I have heard the same thing, but I have never seen an example. After thinking about it a bit, I came up with the following 'heuristic' reason why the structure constants should be positive for half the Chevalley generators.

Assume that it is know that simple modules for affine quiver Hecke algebras have characters given by the dual canonical basis of $U_q({n})$ (many people (not including Nakajima) expected to be true, but in light of Tsuchioka's answer shouldn't!). References for what follows are Leclerc's paper "Dual Canonical Bases, Quantum Shuffles, and $q$-characters" (EDIT (BW) This is also on the arXiv) as well as the paper of Kleshchev and Ram, and my paper with Melvin and Mondragon.
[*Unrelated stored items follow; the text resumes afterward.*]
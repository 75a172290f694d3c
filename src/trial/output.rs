//! Episode and batch output

use serde::Serialize;

use crate::agent::TurnSnapshot;
use crate::core::types::Outcome;
use crate::world::WorldMap;

/// Full record of one episode, trace included
#[derive(Clone, Debug, Serialize)]
pub struct EpisodeRecord {
    pub seed: u64,
    pub map: WorldMap,
    pub outcome: Outcome,
    pub score: i64,
    pub turns: u32,
    /// Hit the turn cap before the game ended
    pub timed_out: bool,
    pub trace: Vec<TurnSnapshot>,
}

impl EpisodeRecord {
    pub fn summary(&self) -> EpisodeSummary {
        EpisodeSummary {
            seed: self.seed,
            outcome: Some(self.outcome),
            score: self.score,
            turns: self.turns,
            error: None,
        }
    }

    pub fn to_json(&self) -> String {
        serde_json::to_string_pretty(&self).unwrap_or_else(|_| "{}".to_string())
    }
}

/// One line of a batch report
#[derive(Clone, Debug, Serialize)]
pub struct EpisodeSummary {
    pub seed: u64,
    /// `None` when the episode aborted with an error
    pub outcome: Option<Outcome>,
    pub score: i64,
    pub turns: u32,
    pub error: Option<String>,
}

/// Aggregate of many independent episodes
#[derive(Clone, Debug, Default, Serialize)]
pub struct BatchReport {
    pub episodes: u32,
    pub wins: u32,
    pub deaths: u32,
    pub give_ups: u32,
    pub errors: u32,
    pub win_rate: f64,
    pub mean_score: f64,
    pub elapsed_ms: u64,
    pub results: Vec<EpisodeSummary>,
    /// Random baseline on the same specs, in comparison runs
    #[serde(skip_serializing_if = "Option::is_none")]
    pub baseline: Option<Box<BatchReport>>,
    #[serde(skip_serializing_if = "Option::is_none")]
    pub head_to_head: Option<HeadToHead>,
}

impl BatchReport {
    /// Tally summaries in the order given
    pub fn from_summaries(results: Vec<EpisodeSummary>, elapsed_ms: u64) -> Self {
        let mut report = BatchReport {
            episodes: results.len() as u32,
            elapsed_ms,
            ..Default::default()
        };

        let mut total_score = 0i64;
        let mut scored = 0u32;
        for summary in &results {
            match summary.outcome {
                Some(Outcome::Won) => report.wins += 1,
                Some(Outcome::Died) => report.deaths += 1,
                Some(Outcome::GaveUp) => report.give_ups += 1,
                None => report.errors += 1,
            }
            if summary.outcome.is_some() {
                total_score += summary.score;
                scored += 1;
            }
        }

        if report.episodes > 0 {
            report.win_rate = report.wins as f64 / report.episodes as f64;
        }
        if scored > 0 {
            report.mean_score = total_score as f64 / scored as f64;
        }
        report.results = results;
        report
    }

    pub fn to_json(&self) -> String {
        serde_json::to_string_pretty(&self).unwrap_or_else(|_| "{}".to_string())
    }

    /// Attach a baseline run over the same specs
    pub fn with_baseline(mut self, baseline: BatchReport) -> Self {
        self.head_to_head = Some(HeadToHead::tally(&self.results, &baseline.results));
        self.baseline = Some(Box::new(baseline));
        self
    }
}

/// Episode-by-episode comparison of the agent against the baseline.
///
/// Pairs where either side aborted are skipped.
#[derive(Clone, Debug, Default, PartialEq, Serialize)]
pub struct HeadToHead {
    pub compared: u32,
    pub both_won: u32,
    pub only_agent_won: u32,
    pub only_baseline_won: u32,
    pub neither_won: u32,
    pub agent_higher_score: u32,
    pub baseline_higher_score: u32,
    pub same_score: u32,
    /// Mean of agent score minus baseline score
    pub mean_score_difference: f64,
}

impl HeadToHead {
    pub fn tally(agent: &[EpisodeSummary], baseline: &[EpisodeSummary]) -> Self {
        let mut h2h = HeadToHead::default();
        let mut total_difference = 0i64;

        for (a, b) in agent.iter().zip(baseline) {
            let (Some(agent_outcome), Some(baseline_outcome)) = (a.outcome, b.outcome) else {
                continue;
            };
            h2h.compared += 1;
            match (agent_outcome == Outcome::Won, baseline_outcome == Outcome::Won) {
                (true, true) => h2h.both_won += 1,
                (true, false) => h2h.only_agent_won += 1,
                (false, true) => h2h.only_baseline_won += 1,
                (false, false) => h2h.neither_won += 1,
            }
            match a.score.cmp(&b.score) {
                std::cmp::Ordering::Greater => h2h.agent_higher_score += 1,
                std::cmp::Ordering::Less => h2h.baseline_higher_score += 1,
                std::cmp::Ordering::Equal => h2h.same_score += 1,
            }
            total_difference += a.score - b.score;
        }

        if h2h.compared > 0 {
            h2h.mean_score_difference = total_difference as f64 / h2h.compared as f64;
        }
        h2h
    }
}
We denote the canonical and dual canonical bases $b_g$ and $b_g^*$, respectively, where $g$ runs over an appropriate index set. These bases are related by the Kashiwara form $(\cdot,\cdot)_K:U_A(n)\times U_A^*(n)\to A$ via

$$(b_g,b_h^*)_K=\delta_{gh}$$

(above, $A=\mathbb{Z}[q,q^{-1}]$ as usual). This form is defined so that $(1,1)_K=1$ and $(f_iu,v)_K=(u,f_i'v)_K$ and $f_i'$ is Kashiwara's $q$-derivation.

Now, on the level of modules, the $q$-derivation $f_i'$ corresponds to $i$-restriction. As we have assumed $b^*_g$ is the character of a simple module, we have the $f_i'\mathcal{b}^*_g$ is the character of some module, and hence a nonnegative linear combination of dual canonical basis vectors. So now we calculate \begin{align*} f_i\mathcal{b}_g=\sum_h(f_ib_g,b^*_h)_Kb_h =\sum_h(b_g,f_i'b^*_h)_Kb_h. \end{align*} But, as we have explained, $(b_g,f_i'b^*_h)$ is nonnegative.

As I said above, this argument only works for half the generators. I haven't internalized the results of your recent paper, so I'm not sure if you've defined the biadjoint functor $e_i$ or not. If you have, then probably there should be some more information to be teased out of this line of reasoning.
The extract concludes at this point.